- What the exercise asks
In the records below, find every line that contains "KeysignerError" and list it.

- Record extracts
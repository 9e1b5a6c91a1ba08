//! Operation flows.
//!
//! Every operation follows the same shape: gather parameters, build a
//! [`Plan`], then [`run_plan`]. The flows only differ in what they ask and
//! which builders they call.

pub mod generate;
pub mod info;
pub mod migrate;
pub mod pem_to_pkcs12;
pub mod pkcs12_to_pem;
pub mod sign;

use std::path::PathBuf;

use crate::audit::AuditLog;
use crate::command::ToolCommand;
use crate::error::{KeysignerError, Result};
use crate::executor::ToolRunner;
use crate::output_dir::resolve_output_dir;
use crate::prompt::{ask, Field, Prompter, Tone};
use crate::toolchain::Toolchain;

/// What a flow needs from the outside world.
pub struct Session<'a> {
    pub prompter: &'a mut dyn Prompter,
    pub runner: &'a dyn ToolRunner,
    pub toolchain: &'a Toolchain,
    /// Base for relative paths and default output directories.
    pub cwd: PathBuf,
}

impl<'a> Session<'a> {
    pub fn new(
        prompter: &'a mut dyn Prompter,
        runner: &'a dyn ToolRunner,
        toolchain: &'a Toolchain,
        cwd: impl Into<PathBuf>,
    ) -> Self {
        Self {
            prompter,
            runner,
            toolchain,
            cwd: cwd.into(),
        }
    }

    pub fn say(&mut self, tone: Tone, message: &str) {
        self.prompter.say(tone, message);
    }

    pub fn ask(&mut self, field: &Field<'_>) -> Result<String> {
        ask(self.prompter, field)
    }

    /// Asks for the output directory and makes sure it exists.
    pub fn output_dir(&mut self, default_name: &str) -> Result<PathBuf> {
        let prompt = format!(
            "Enter output path (default: {}): ",
            self.cwd.join(default_name).display()
        );
        let answer = self.ask(&Field::optional(&prompt))?;
        resolve_output_dir(&self.cwd, &answer, default_name)
    }
}

/// One tool invocation within a plan.
#[derive(Debug)]
pub struct Step {
    pub description: String,
    pub command: ToolCommand,
    /// Shown when the tool fails.
    pub failure: &'static str,
}

/// Steps to run, artifacts to check and what to record afterwards.
#[derive(Debug, Default)]
pub struct Plan {
    steps: Vec<Step>,
    expected: Vec<PathBuf>,
    summary: Vec<String>,
    log: Option<AuditLog>,
    followups: Vec<(String, ToolCommand)>,
}

impl Plan {
    pub fn new() -> Self {
        Self::default()
    }

    pub fn step(
        mut self,
        description: impl Into<String>,
        failure: &'static str,
        command: ToolCommand,
    ) -> Self {
        self.steps.push(Step {
            description: description.into(),
            command,
            failure,
        });
        self
    }

    /// A file that must exist once every step succeeded.
    pub fn produces(mut self, path: impl Into<PathBuf>) -> Self {
        self.expected.push(path.into());
        self
    }

    /// A line reported after success.
    pub fn summary(mut self, line: impl Into<String>) -> Self {
        self.summary.push(line.into());
        self
    }

    /// Transcript the steps are appended to after success.
    pub fn log_to(mut self, path: impl Into<PathBuf>) -> Self {
        self.log = Some(AuditLog::new(path));
        self
    }

    /// A command recorded in the transcript but never run.
    pub fn followup(mut self, description: impl Into<String>, command: ToolCommand) -> Self {
        self.followups.push((description.into(), command));
        self
    }

    pub fn steps(&self) -> &[Step] {
        &self.steps
    }

    pub fn followups(&self) -> &[(String, ToolCommand)] {
        &self.followups
    }
}

/// Runs every step in order.
///
/// The first failing step aborts the plan and nothing is written to the
/// transcript. Artifacts of earlier steps are left on disk.
pub async fn run_plan(session: &mut Session<'_>, plan: Plan) -> Result<()> {
    for step in &plan.steps {
        session.say(Tone::Heading, &format!("--- {} ---", step.description));
        tracing::info!("Executing '{}'", step.description);

        if let Err(err) = session.runner.run(&step.command).await {
            session.say(Tone::Error, &format!("{} ({})", step.failure, err));
            return Err(err);
        }
    }

    for path in &plan.expected {
        if !path.exists() {
            session.say(
                Tone::Error,
                &format!("Error: {} is missing after conversion.", path.display()),
            );
            return Err(KeysignerError::MissingArtifact(path.clone()));
        }
    }

    for line in &plan.summary {
        session.say(Tone::Success, line);
    }

    if let Some(log) = &plan.log {
        for step in &plan.steps {
            log.record(&step.description, &step.command)?;
        }
        for (description, command) in &plan.followups {
            log.record(description, command)?;
        }
        session.say(
            Tone::Success,
            &format!("Commands exported to {}", log.path().display()),
        );
    }

    Ok(())
}

/// The operations offered by the menu.
#[derive(Debug, Clone, Copy, PartialEq, Eq)]
pub enum Operation {
    Generate,
    Migrate,
    Pkcs12ToPem,
    PemToPkcs12,
    Info,
    Sign,
}

impl Operation {
    pub const ALL: [Operation; 6] = [
        Operation::Generate,
        Operation::Migrate,
        Operation::Pkcs12ToPem,
        Operation::PemToPkcs12,
        Operation::Info,
        Operation::Sign,
    ];

    /// Menu label.
    pub fn title(&self) -> &'static str {
        match self {
            Operation::Generate => "Generate new keystore (JKS/BKS/PKCS12)",
            Operation::Migrate => "Migrate keystores to each other (JKS/BKS/PKCS12)",
            Operation::Pkcs12ToPem => "Convert PKCS12 to PEM and extract certificate and key",
            Operation::PemToPkcs12 => "Convert PEM to PKCS12",
            Operation::Info => "Show keystore information",
            Operation::Sign => "Sign APK",
        }
    }

    /// Shown when the operation starts.
    pub fn announcement(&self) -> &'static str {
        match self {
            Operation::Generate => "Generating new keystore (JKS/BKS/PKCS12)...",
            Operation::Migrate => "Migrating keystores (JKS/BKS/PKCS12)...",
            Operation::Pkcs12ToPem => {
                "Converting PKCS12 to PEM and extracting x509 and private key..."
            }
            Operation::PemToPkcs12 => "Converting PEM to PKCS12...",
            Operation::Info => "Showing keystore information...",
            Operation::Sign => "Signing APK...",
        }
    }

    pub async fn run(self, session: &mut Session<'_>) -> Result<()> {
        session.say(Tone::Info, self.announcement());
        match self {
            Operation::Generate => generate::run(session).await,
            Operation::Migrate => migrate::run(session).await,
            Operation::Pkcs12ToPem => pkcs12_to_pem::run(session).await,
            Operation::PemToPkcs12 => pem_to_pkcs12::run(session).await,
            Operation::Info => info::run(session).await,
            Operation::Sign => sign::run(session).await,
        }
    }
}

- Answer
use crate::error::{KeysignerError, Result};
            return Err(KeysignerError::MissingArtifact(path.clone()));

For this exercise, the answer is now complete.